In general Stone Age people consumed more protein and ate less carbohydrate than most humans do today, with fat intake probably about the same level; although this was a balanced blend of fatty acids (Omega-3:Omega-6) and relatively high levels of MUFA and PUFA, rather than today's focus on Omega-6, consequently Stone Age people were mainly free of the signs and symptoms of cardiovascular disease (CVD). Starch came from sources including grain, nuts and sea beet (the ancestor of beetroot and sugar beet) and evidence from Grotte des Pigeons cave in northern Morocco, indicates that extensive snacking on acorns and pine nuts may have led to some tooth decay.

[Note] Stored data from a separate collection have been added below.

pub mod colors;
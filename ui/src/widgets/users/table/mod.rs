//! Table layout of the users page.
//!
//! - `columns`: Column definitions and widths
//! - `header`: Sortable header cells
//! - `row`: Cells of one user

pub mod columns;
pub mod header;
pub mod row;

use authadmin_business::UsersTableController;
use egui::{Align, Layout, Ui};
use egui_extras::TableBuilder;

use self::columns::{HEADER_HEIGHT, ROW_HEIGHT, table_columns};
use self::header::render_table_header;
use self::row::render_user_row;
use super::UsersAction;

/// The current page as a table with sortable columns.
pub fn users_table(controller: &UsersTableController, ui: &mut Ui) -> Option<UsersAction> {
    let rows = controller.rows();
    let mut action = None;

    let mut builder = TableBuilder::new(ui)
        .id_salt("users_table")
        .striped(true)
        .resizable(true)
        .cell_layout(Layout::left_to_right(Align::Center));
    for column in table_columns() {
        builder = builder.column(column);
    }

    let table = builder.header(HEADER_HEIGHT, |mut header| {
        if let Some(order) = render_table_header(&mut header, controller.sort_options()) {
            action = Some(UsersAction::Order(order));
        }
    });

    table.body(|mut body| {
        for user in &rows {
            body.row(ROW_HEIGHT, |mut row| {
                if render_user_row(&mut row, user) {
                    action = Some(UsersAction::OpenUser(user.user.clone()));
                }
            });
        }
    });

    action
}
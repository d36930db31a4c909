//! Route state for page navigation.

use authadmin_states::{State, Updater};
use log::info;
use ustr::Ustr;

use crate::services::UserNavigator;

/// The page currently shown.
#[derive(Debug, Clone, Default, PartialEq, Eq)]
pub enum Route {
    #[default]
    UsersTable,
    /// Details of an existing user, or a blank form when `None`.
    UserDetails(Option<Ustr>),
}

impl State for Route {}

/// [`UserNavigator`] that switches the [`Route`] held in the `StateCtx`.
#[derive(Debug, Clone)]
pub struct RouteNavigator {
    updater: Updater,
}

impl RouteNavigator {
    pub fn new(updater: Updater) -> Self {
        Self { updater }
    }
}

impl UserNavigator for RouteNavigator {
    fn navigate_to_user_details(&self, system_name: Option<&str>) {
        info!("Navigating to user details for {system_name:?}");
        self.updater
            .set(Route::UserDetails(system_name.map(Ustr::from)));
    }
}
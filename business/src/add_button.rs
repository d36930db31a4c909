//! Registry behind the shared "add" button of the page toolbar.

use std::collections::BTreeMap;
use std::fmt::{Debug, Formatter};
use std::sync::{Mutex, MutexGuard, PoisonError};

use log::{debug, warn};

use crate::services::{AddButtonAction, AddButtonService};

#[derive(Default)]
pub struct AddButtonRegistry {
    actions: Mutex<BTreeMap<String, AddButtonAction>>,
}

impl Debug for AddButtonRegistry {
    fn fmt(&self, f: &mut Formatter<'_>) -> std::fmt::Result {
        let pages: Vec<String> = self.lock().keys().cloned().collect();
        f.debug_struct("AddButtonRegistry")
            .field("pages", &pages)
            .finish()
    }
}

impl AddButtonRegistry {
    pub fn new() -> Self {
        Self::default()
    }

    fn lock(&self) -> MutexGuard<'_, BTreeMap<String, AddButtonAction>> {
        self.actions.lock().unwrap_or_else(PoisonError::into_inner)
    }

    pub fn is_registered(&self, page_name: &str) -> bool {
        self.lock().contains_key(page_name)
    }

    /// Run the action registered for `page_name`. Returns `false` when none is.
    pub fn trigger(&self, page_name: &str) -> bool {
        // Released before running so the action may register again.
        let action = self.lock().get(page_name).cloned();
        match action {
            Some(action) => {
                debug!("Add button pressed on {page_name}");
                action();
                true
            }
            None => {
                warn!("No add button registered for {page_name}");
                false
            }
        }
    }
}

impl AddButtonService for AddButtonRegistry {
    fn register_add_button(&self, page_name: &str, action: AddButtonAction) {
        self.lock().insert(page_name.to_owned(), action);
    }
}

#[cfg(test)]
mod tests {
    use std::sync::Arc;
    use std::sync::atomic::{AtomicUsize, Ordering};

    use super::*;

    #[test]
    fn test_trigger_runs_registered_action() {
        let registry = AddButtonRegistry::new();
        let presses = Arc::new(AtomicUsize::new(0));
        let counter = Arc::clone(&presses);

        registry.register_add_button(
            "users",
            Arc::new(move || {
                counter.fetch_add(1, Ordering::SeqCst);
            }),
        );

        assert!(registry.is_registered("users"));
        assert!(registry.trigger("users"));
        assert!(registry.trigger("users"));
        assert_eq!(presses.load(Ordering::SeqCst), 2);
    }

    #[test]
    fn test_trigger_without_registration() {
        let registry = AddButtonRegistry::new();
        assert!(!registry.trigger("groups"));
    }

    #[test]
    fn test_registration_replaces_previous_action() {
        let registry = AddButtonRegistry::new();
        let last = Arc::new(AtomicUsize::new(0));

        for id in 1..=2 {
            let last = Arc::clone(&last);
            registry.register_add_button(
                "users",
                Arc::new(move || last.store(id, Ordering::SeqCst)),
            );
        }

        registry.trigger("users");
        assert_eq!(last.load(Ordering::SeqCst), 2);
    }
}
//! The users table page.

use authadmin_business::{AddButtonRegistry, CARD_TITLE, PAGE_NAME, UsersTableController, ViewType};
use egui::{Response, ScrollArea, Ui};

use crate::state::State;
use crate::widgets::{self, UsersAction};

/// Renders the users page and applies what the user did on it.
pub fn users_page(state: &mut State, ui: &mut Ui) -> Response {
    let add_buttons = state.add_buttons.clone();
    let controller = state.ctx.state_mut::<UsersTableController>();

    let response = ui.vertical(|ui| {
        ui.heading(CARD_TITLE);

        let mut action = widgets::toolbar(controller, ui);
        widgets::load_errors(controller.errors(), ui);
        ui.separator();

        if controller.is_loading() {
            ui.horizontal(|ui| {
                ui.spinner();
                ui.label("Loading users...");
            });
        } else if controller.filtered_count() == 0 {
            ui.label("No users found");
        } else {
            let body = ScrollArea::vertical()
                .auto_shrink([false, true])
                .show(ui, |ui| match controller.view_type() {
                    ViewType::Table => widgets::users_table(controller, ui),
                    ViewType::List => widgets::users_list(controller, ui),
                })
                .inner;
            action = action.or(body);
        }

        ui.separator();
        action.or(widgets::pager(controller, ui))
    });

    if let Some(action) = response.inner {
        apply(action, controller, &add_buttons);
    }
    response.response
}

fn apply(
    action: UsersAction,
    controller: &mut UsersTableController,
    add_buttons: &AddButtonRegistry,
) {
    log::debug!("users page: {action:?}");
    match action {
        UsersAction::AddUser => {
            add_buttons.trigger(PAGE_NAME);
        }
        UsersAction::OpenUser(user) => controller.user_details(&user),
        UsersAction::Filter(filter) => controller.set_filter(&filter),
        UsersAction::ViewType(view_type) => controller.set_view_type(view_type),
        UsersAction::Order(order) => controller.on_order_change(&order),
        UsersAction::SelectSort(option) => controller.selected_table_option(&option),
        UsersAction::Page(page) => controller.on_pagination_change(page),
        UsersAction::RowsPerPage(rows) => controller.set_rows_per_page(rows),
    }
}
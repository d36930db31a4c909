use std::time::Duration;

use authadmin_business::{GROUPS_PATH, USERS_PATH, UsersTableController};
use authadmin_ui::AdminApp;
use authadmin_ui::state::State;
use egui_kittest::Harness;
use wiremock::matchers::{method, path};
use wiremock::{Mock, MockServer, ResponseTemplate};

pub struct TestCtx<'a> {
    _mock_server: MockServer,
    harness: Harness<'a, AdminApp>,
}

impl<'a> TestCtx<'a> {
    /// App wired to a mock backend answering each list endpoint once.
    pub async fn new(users: ResponseTemplate, groups: ResponseTemplate) -> Self {
        let _ = env_logger::builder().is_test(true).try_init();
        let mock_server = MockServer::start().await;

        Mock::given(method("GET"))
            .and(path(format!("/proxy{USERS_PATH}")))
            .respond_with(users)
            .expect(1)
            .mount(&mock_server)
            .await;

        Mock::given(method("GET"))
            .and(path(format!("/proxy{GROUPS_PATH}")))
            .respond_with(groups)
            .expect(1)
            .mount(&mock_server)
            .await;

        let app = AdminApp::new(State::test(mock_server.uri()));
        let harness = Harness::new_eframe(|_| app);

        Self {
            _mock_server: mock_server,
            harness,
        }
    }

    pub fn harness_mut(&mut self) -> &mut Harness<'a, AdminApp> {
        &mut self.harness
    }

    #[allow(unused)]
    pub fn harness(&self) -> &Harness<'a, AdminApp> {
        &self.harness
    }

    /// Step frames until `done` holds, giving the fetches time in between.
    #[allow(unused)]
    pub async fn wait_until(&mut self, what: &str, done: impl Fn(&UsersTableController) -> bool) {
        for _ in 0..100 {
            self.harness.step();
            if done(controller(self.harness.state())) {
                // One more frame to render what just arrived.
                self.harness.step();
                return;
            }
            tokio::time::sleep(Duration::from_millis(20)).await;
        }
        panic!("Timed out waiting for {what}");
    }

    /// Wait for the users fetch to report back.
    pub async fn settle(&mut self) {
        self.wait_until("users to load", |c| !c.is_loading()).await;
    }

    /// Run a few frames so navigation and clicks take effect.
    #[allow(unused)]
    pub fn run_frames(&mut self) {
        for _ in 0..3 {
            self.harness.step();
        }
    }
}

#[allow(unused)]
pub fn controller(app: &AdminApp) -> &UsersTableController {
    app.state().ctx.state::<UsersTableController>()
}

pub fn ok_json(body: serde_json::Value) -> ResponseTemplate {
    ResponseTemplate::new(200).set_body_json(body)
}

#[allow(unused)]
pub fn users_body() -> serde_json::Value {
    serde_json::json!([
        {
            "systemName": "jdoe",
            "displayName": "John Doe",
            "email": "jdoe@example.org",
            "groups": ["g1"]
        },
        { "systemName": "asmith", "enabled": false }
    ])
}

#[allow(unused)]
pub fn groups_body() -> serde_json::Value {
    serde_json::json!([{ "systemName": "g1", "title": "Admins" }])
}
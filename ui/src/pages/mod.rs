//! Pages module for the application.
//!
//! One page per [`Route`](authadmin_business::Route):
//! - `users_page`: the users table
//! - `user_details_page`: a single user, or a blank one being added

mod user_details_page;
mod users_page;

pub use user_details_page::user_details_page;
pub use users_page::users_page;
use authadmin_states::State;
use serde::Deserialize;
use thiserror::Error;

/// Prefix of the environment variables read by [`BusinessConfig::from_env`].
pub const ENV_PREFIX: &str = "AUTHADMIN";

#[derive(Debug, Error)]
pub enum ConfigError {
    #[error("invalid environment configuration: {0}")]
    Env(#[from] serde_env::Error),
}

#[derive(Debug, Clone, PartialEq, Eq, Deserialize)]
pub struct BusinessConfig {
    /// Origin of the admin backend, without trailing slash.
    ///
    /// Empty means "same origin", which is what the web build uses.
    #[serde(default = "default_api_base_url")]
    pub api_base_url: String,
}

fn default_api_base_url() -> String {
    if cfg!(target_arch = "wasm32") {
        String::new()
    } else {
        "http://localhost:8400".to_owned()
    }
}

impl BusinessConfig {
    pub fn new(base_url: impl Into<String>) -> Self {
        Self {
            api_base_url: base_url.into(),
        }
    }

    /// Read `AUTHADMIN_API_BASE_URL` from the process environment.
    pub fn from_env() -> Result<Self, ConfigError> {
        Self::from_vars(std::env::vars())
    }

    pub fn from_vars<I, S>(vars: I) -> Result<Self, ConfigError>
    where
        I: IntoIterator<Item = (S, S)>,
        S: AsRef<str>,
    {
        Ok(serde_env::from_iter_with_prefix(vars, ENV_PREFIX)?)
    }

    /// Base URL of the proxied REST API (`{base}/proxy`).
    pub fn api_url(&self) -> String {
        let base = self.api_base_url.trim_end_matches('/');
        format!("{base}/proxy")
    }
}

impl Default for BusinessConfig {
    fn default() -> Self {
        Self {
            api_base_url: default_api_base_url(),
        }
    }
}

impl State for BusinessConfig {}

#[cfg(test)]
mod tests {
    use super::*;

    #[test]
    fn test_api_url_appends_proxy() {
        let config = BusinessConfig::new("https://admin.example.com");
        assert_eq!(config.api_url(), "https://admin.example.com/proxy");

        let config = BusinessConfig::new("https://admin.example.com/");
        assert_eq!(config.api_url(), "https://admin.example.com/proxy");
    }

    #[test]
    fn test_empty_base_is_same_origin() {
        let config = BusinessConfig::new("");
        assert_eq!(config.api_url(), "/proxy");
    }

    #[test]
    fn test_from_vars_reads_prefixed_base_url() {
        let config = BusinessConfig::from_vars(vec![
            ("AUTHADMIN_API_BASE_URL", "http://10.0.0.5:8400"),
            ("UNRELATED", "value"),
        ])
        .expect("config should deserialize");

        assert_eq!(config.api_base_url, "http://10.0.0.5:8400");
    }

    #[test]
    fn test_from_vars_falls_back_to_default() {
        let config = BusinessConfig::from_vars(Vec::<(String, String)>::new())
            .expect("config should deserialize");

        assert_eq!(config, BusinessConfig::default());
    }

    #[test]
    fn test_from_vars_ignores_other_prefixes() {
        let config = BusinessConfig::from_vars(vec![
            ("API_BASE_URL", "http://wrong:1"),
            ("AUTHADMINX_API_BASE_URL", "http://wrong:2"),
        ])
        .expect("config should deserialize");

        assert_eq!(config, BusinessConfig::default());
    }
}
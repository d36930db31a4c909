//! Widgets of the users table page.
//!
//! Widgets only read the [`UsersTableController`]; what the user asked for
//! comes back as a [`UsersAction`] that the page applies after rendering.
//!
//! [`UsersTableController`]: authadmin_business::UsersTableController

mod list;
mod pager;
pub mod table;
mod toolbar;

use authadmin_business::{SortDirection, SortOption, UserPrincipal, ViewType};
use egui::RichText;

use crate::utils::colors::{COLOR_GREEN, COLOR_RED};

pub use list::users_list;
pub use pager::pager;
pub use table::users_table;
pub use toolbar::toolbar;

/// A request made through one of the page's widgets.
#[derive(Debug, Clone, PartialEq, Eq)]
pub enum UsersAction {
    AddUser,
    OpenUser(UserPrincipal),
    Filter(String),
    ViewType(ViewType),
    /// Sort string picked from a column header.
    Order(String),
    /// Option picked from the sort menu, already in its next direction.
    SelectSort(SortOption),
    Page(usize),
    RowsPerPage(usize),
}

/// Column or menu label with the sort direction appended.
pub fn sort_label(label: &str, direction: Option<SortDirection>) -> String {
    match direction {
        Some(SortDirection::Asc) => format!("{label} ▲"),
        Some(SortDirection::Desc) => format!("{label} ▼"),
        None => label.to_owned(),
    }
}

/// Text for the enabled/disabled state of an account.
pub fn state_text(enabled: bool) -> RichText {
    if enabled {
        RichText::new("Enabled").color(COLOR_GREEN)
    } else {
        RichText::new("Disabled").color(COLOR_RED)
    }
}
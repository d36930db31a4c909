//! Column definitions for the users table.

use egui_extras::Column;

pub const STATE_WIDTH: f32 = 80.0;
pub const ROW_HEIGHT: f32 = 26.0;
pub const HEADER_HEIGHT: f32 = 24.0;

/// Header label and, for sortable columns, the sort key.
pub const COLUMNS: [(&str, Option<&str>); 5] = [
    ("Display Name", Some("displayName")),
    ("System Name", None),
    ("Email Address", Some("email")),
    ("State", Some("enabled")),
    ("Groups", Some("groups")),
];

/// One definition per entry of [`COLUMNS`], in the same order.
#[inline]
pub fn table_columns() -> Vec<Column> {
    vec![
        Column::initial(180.0).at_least(100.0), // Display name
        Column::initial(140.0).at_least(80.0),  // System name
        Column::initial(220.0).at_least(100.0), // Email
        Column::exact(STATE_WIDTH),             // State
        Column::remainder().at_least(100.0),    // Groups - flexible
    ]
}
use std::any::{Any, TypeId, type_name};
use std::fmt::{Debug, Formatter};

use flume::Sender;
use log::warn;

/// A value that can live inside a [`StateCtx`](crate::StateCtx).
///
/// `Send` is required because updates are produced on async tasks and shipped
/// back to the owning thread through a channel.
pub trait State: Any + Send {}

pub(crate) type Patch = Box<dyn FnOnce(&mut dyn Any) + Send>;

/// A pending change addressed to one state type.
pub(crate) enum Update {
    Replace {
        id: TypeId,
        name: &'static str,
        value: Box<dyn Any + Send>,
    },
    Patch {
        id: TypeId,
        name: &'static str,
        patch: Patch,
    },
}

impl Update {
    pub(crate) fn name(&self) -> &'static str {
        match self {
            Self::Replace { name, .. } | Self::Patch { name, .. } => name,
        }
    }
}

/// Cloneable handle used by async work to change state owned by a `StateCtx`.
///
/// Nothing is applied until the owner calls [`StateCtx::sync`](crate::StateCtx::sync)
/// or [`StateCtx::sync_next`](crate::StateCtx::sync_next).
#[derive(Clone)]
pub struct Updater {
    send: Sender<Update>,
}

impl Updater {
    pub(crate) fn new(send: Sender<Update>) -> Self {
        Self { send }
    }

    /// Replace the stored `T` with `state`.
    pub fn set<T: State>(&self, state: T) {
        self.send_update(Update::Replace {
            id: TypeId::of::<T>(),
            name: type_name::<T>(),
            value: Box::new(state),
        });
    }

    /// Mutate the stored `T` in place once the owner syncs.
    pub fn update<T, F>(&self, f: F)
    where
        T: State,
        F: FnOnce(&mut T) + Send + 'static,
    {
        let patch: Patch = Box::new(move |any: &mut dyn Any| {
            if let Some(state) = any.downcast_mut::<T>() {
                f(state);
            }
        });
        self.send_update(Update::Patch {
            id: TypeId::of::<T>(),
            name: type_name::<T>(),
            patch,
        });
    }

    fn send_update(&self, update: Update) {
        let name = update.name();
        if self.send.send(update).is_err() {
            warn!("StateCtx is gone, dropping update for {name}");
        }
    }
}

impl Debug for Updater {
    fn fmt(&self, f: &mut Formatter<'_>) -> std::fmt::Result {
        f.debug_struct("Updater")
            .field("pending", &self.send.len())
            .finish()
    }
}
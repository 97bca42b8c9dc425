//! Entity adapters
//!
//! Everything that varies per entity kind (the endpoint, the table and
//! column names, which record fields map to which form fields, how the
//! assigned id shows up in the response) sits behind a small trait so that
//! new kinds are configuration entries, not new conditional arms in the
//! orchestrator.

use crate::models::CandidateRecord;
use crate::services::entity_id::IdRules;
use crate::utils::dates::{format_app_date, format_phone_number, format_url};
use demoseed_common::config::{EntityProfile, FieldKind};
use demoseed_common::Result;
use serde_json::Value;

/// Per-entity-kind strategy the orchestrator drives a batch through
pub trait EntityAdapter: Send + Sync {
    fn kind(&self) -> &str;
    fn endpoint(&self) -> &str;
    fn multipart(&self) -> bool;
    fn table(&self) -> &str;
    fn id_column(&self) -> &str;
    fn tenant_column(&self) -> &str;
    fn owner_column(&self) -> &str;
    /// (created, modified) datastore columns
    fn date_columns(&self) -> (&str, &str);
    /// (created, modified) record fields carrying reference dates
    fn reference_date_fields(&self) -> (&str, &str);
    fn id_rules(&self) -> &IdRules;

    /// Endpoint for API-based owner updates, for the kinds the
    /// application supports updating directly.
    fn owner_endpoint(&self) -> Option<&str> {
        None
    }
    fn owner_field(&self) -> &str {
        "owner"
    }
    /// Record field carrying a generated owner reference
    fn owner_reference_field(&self) -> Option<&str> {
        None
    }

    /// Flat form payload for one record
    fn form_fields(&self, record: &CandidateRecord) -> Vec<(String, String)>;
}

/// Adapter driven entirely by an [`EntityProfile`] from configuration
pub struct ProfileAdapter {
    profile: EntityProfile,
    id_rules: IdRules,
}

impl ProfileAdapter {
    pub fn from_profile(profile: EntityProfile) -> Result<Self> {
        let id_rules = IdRules::compile(&profile.id_url_params, &profile.id_content_patterns)?;
        Ok(ProfileAdapter { profile, id_rules })
    }
}

impl EntityAdapter for ProfileAdapter {
    fn kind(&self) -> &str {
        &self.profile.kind
    }

    fn endpoint(&self) -> &str {
        &self.profile.endpoint
    }

    fn multipart(&self) -> bool {
        self.profile.multipart
    }

    fn table(&self) -> &str {
        &self.profile.table
    }

    fn id_column(&self) -> &str {
        &self.profile.id_column
    }

    fn tenant_column(&self) -> &str {
        &self.profile.tenant_column
    }

    fn owner_column(&self) -> &str {
        &self.profile.owner_column
    }

    fn date_columns(&self) -> (&str, &str) {
        (&self.profile.created_column, &self.profile.modified_column)
    }

    fn reference_date_fields(&self) -> (&str, &str) {
        (
            &self.profile.created_reference_field,
            &self.profile.modified_reference_field,
        )
    }

    fn id_rules(&self) -> &IdRules {
        &self.id_rules
    }

    fn owner_endpoint(&self) -> Option<&str> {
        self.profile.owner_endpoint.as_deref()
    }

    fn owner_field(&self) -> &str {
        &self.profile.owner_field
    }

    fn owner_reference_field(&self) -> Option<&str> {
        self.profile.owner_reference_field.as_deref()
    }

    fn form_fields(&self, record: &CandidateRecord) -> Vec<(String, String)> {
        let mut fields = Vec::with_capacity(self.profile.fields.len());
        for mapping in &self.profile.fields {
            let Some(value) = record.get(mapping.record_field()) else {
                continue;
            };
            let raw = match value {
                Value::String(s) => s.clone(),
                Value::Null => continue,
                other => other.to_string(),
            };
            let formatted = match mapping.kind {
                FieldKind::Text => raw,
                FieldKind::Phone => format_phone_number(&raw),
                FieldKind::Url => format_url(&raw),
                FieldKind::Date => format_app_date(&raw),
            };
            fields.push((mapping.form_field.clone(), formatted));
        }
        fields
    }
}

#[cfg(test)]
mod tests {
    use super::*;
    use demoseed_common::config::FieldMapping;
    use serde_json::json;

    fn mapping(form_field: &str, record_field: Option<&str>, kind: FieldKind) -> FieldMapping {
        FieldMapping {
            form_field: form_field.to_string(),
            record_field: record_field.map(str::to_string),
            kind,
        }
    }

    fn test_adapter() -> ProfileAdapter {
        let profile = EntityProfile {
            kind: "companies".into(),
            data_file: "companies.json".into(),
            endpoint: "/companies/add".into(),
            multipart: false,
            table: "company".into(),
            id_column: "company_id".into(),
            owner_column: "owner".into(),
            tenant_column: "site_id".into(),
            created_column: "date_created".into(),
            modified_column: "date_modified".into(),
            owner_endpoint: None,
            owner_field: "owner".into(),
            owner_reference_field: None,
            id_url_params: vec!["companyID".into()],
            id_content_patterns: vec![r"companyID[=:](\d+)".into()],
            created_reference_field: "createdDateTime".into(),
            modified_reference_field: "modifiedDateTime".into(),
            fields: vec![
                mapping("name", None, FieldKind::Text),
                mapping("phone", Some("phoneNumber"), FieldKind::Phone),
                mapping("website", None, FieldKind::Url),
                mapping("founded", Some("foundedDate"), FieldKind::Date),
                mapping("employees", Some("employeeCount"), FieldKind::Text),
                mapping("missing", Some("absentField"), FieldKind::Text),
            ],
        };
        ProfileAdapter::from_profile(profile).unwrap()
    }

    fn record(value: serde_json::Value) -> CandidateRecord {
        match value {
            Value::Object(map) => CandidateRecord::new(map),
            _ => panic!("expected object"),
        }
    }

    #[test]
    fn maps_and_formats_fields() {
        let adapter = test_adapter();
        let rec = record(json!({
            "name": "Acme Corp",
            "phoneNumber": "555.123.4567",
            "website": "acme.example",
            "foundedDate": "2020-01-15",
            "employeeCount": 250,
        }));

        let fields = adapter.form_fields(&rec);

        assert_eq!(
            fields,
            vec![
                ("name".to_string(), "Acme Corp".to_string()),
                ("phone".to_string(), "(555) 123-4567".to_string()),
                ("website".to_string(), "https://acme.example".to_string()),
                ("founded".to_string(), "01-15-20".to_string()),
                ("employees".to_string(), "250".to_string()),
            ]
        );
    }

    #[test]
    fn absent_and_null_fields_produce_nothing() {
        let adapter = test_adapter();
        let rec = record(json!({ "name": "Acme", "phoneNumber": null }));

        let fields = adapter.form_fields(&rec);
        assert_eq!(fields, vec![("name".to_string(), "Acme".to_string())]);
    }

    #[test]
    fn column_names_come_from_the_profile() {
        let adapter = test_adapter();
        assert_eq!(adapter.table(), "company");
        assert_eq!(adapter.date_columns(), ("date_created", "date_modified"));
        assert_eq!(adapter.tenant_column(), "site_id");
        assert!(adapter.owner_endpoint().is_none());
    }
}
//! Persisted record files
//!
//! Generated records live in JSON array files: UTF-8, pretty-printed with
//! 2-space indentation. Loading tolerates a byte-order mark (files touched
//! by Windows editors) and transparently re-saves without it. A top-level
//! single object is normalized to a one-element list.

use crate::{Error, Result};
use serde_json::{Map, Value};
use std::path::Path;
use tracing::{error, warn};

/// One raw record as stored on disk
pub type RawRecord = Map<String, Value>;

/// Load records from a JSON file. Never fails: unreadable or malformed
/// files yield an empty list with a logged error, matching the pipeline's
/// partial-failure posture.
pub fn load_records(path: &Path) -> Vec<RawRecord> {
    if !path.exists() {
        return Vec::new();
    }

    let content = match std::fs::read_to_string(path) {
        Ok(content) => content,
        Err(e) => {
            error!(path = %path.display(), "Error reading record file: {e}");
            return Vec::new();
        }
    };

    let had_bom = content.starts_with('\u{feff}');
    let stripped = content.trim_start_matches('\u{feff}');

    let value: Value = match serde_json::from_str(stripped) {
        Ok(value) => value,
        Err(e) => {
            error!(path = %path.display(), "Error parsing record file: {e}");
            return Vec::new();
        }
    };

    let records = normalize(value, path);

    if had_bom {
        // Rewrite so subsequent loads see clean UTF-8.
        if let Err(e) = save_records(path, &records) {
            warn!(path = %path.display(), "Could not re-save BOM-stripped file: {e}");
        }
    }

    records
}

/// Save records as a pretty-printed JSON array, creating parent
/// directories as needed.
pub fn save_records(path: &Path, records: &[RawRecord]) -> Result<()> {
    if let Some(parent) = path.parent() {
        std::fs::create_dir_all(parent)?;
    }

    let json = serde_json::to_string_pretty(records).map_err(|e| Error::DataFile {
        path: path.display().to_string(),
        reason: e.to_string(),
    })?;
    std::fs::write(path, json)?;
    Ok(())
}

fn normalize(value: Value, path: &Path) -> Vec<RawRecord> {
    match value {
        Value::Array(items) => items
            .into_iter()
            .filter_map(|item| match item {
                Value::Object(map) => Some(map),
                other => {
                    warn!(path = %path.display(), "Skipping non-object entry: {other}");
                    None
                }
            })
            .collect(),
        Value::Object(map) => vec![map],
        _ => {
            warn!(path = %path.display(), "Unexpected data format in record file");
            Vec::new()
        }
    }
}
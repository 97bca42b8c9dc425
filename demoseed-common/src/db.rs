//! Datastore connection management
//!
//! One pool per run, opened during setup and closed explicitly at run end.
//! A connection failure here is fatal for the whole run; nothing downstream
//! can proceed without the datastore.

use crate::Result;
use sqlx::mysql::{MySqlPool, MySqlPoolOptions};
use std::time::Duration;
use tracing::info;

/// Open the datastore pool for a seeding run.
pub async fn connect(database_url: &str) -> Result<MySqlPool> {
    let pool = MySqlPoolOptions::new()
        .max_connections(5)
        .acquire_timeout(Duration::from_secs(10))
        .connect(database_url)
        .await?;

    info!("Datastore connection established");
    Ok(pool)
}

/// Tear the pool down. Safe to call once at any exit path.
pub async fn close(pool: &MySqlPool) {
    pool.close().await;
    info!("Datastore connection closed");
}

Scientists from the Senckenberg Center for Human Evolution and Palaeoenvironment (HEP) in Tübingen have investigated the diet of Neanderthals from their bones recovered in two excavation sites in Belgium. By studying the isotope composition in the collagen, it was shown that the Neanderthals' diet consisted primarily of large plant eaters such at mammoths and rhinoceroses, however the result also concluded that around 20% of their diet was plant matter.
Later hunter-gatherers lived in nomadic tribes that hunted animals like bison, mammoth, wild boar, horse and red and roe deer, grey seals. Wild animal species (such as wild boar and horse) were leaner compared to their modern-day domesticated equivalents, so much of the fat the Stone Age people ate came from marine mammals, fatty fish and nuts.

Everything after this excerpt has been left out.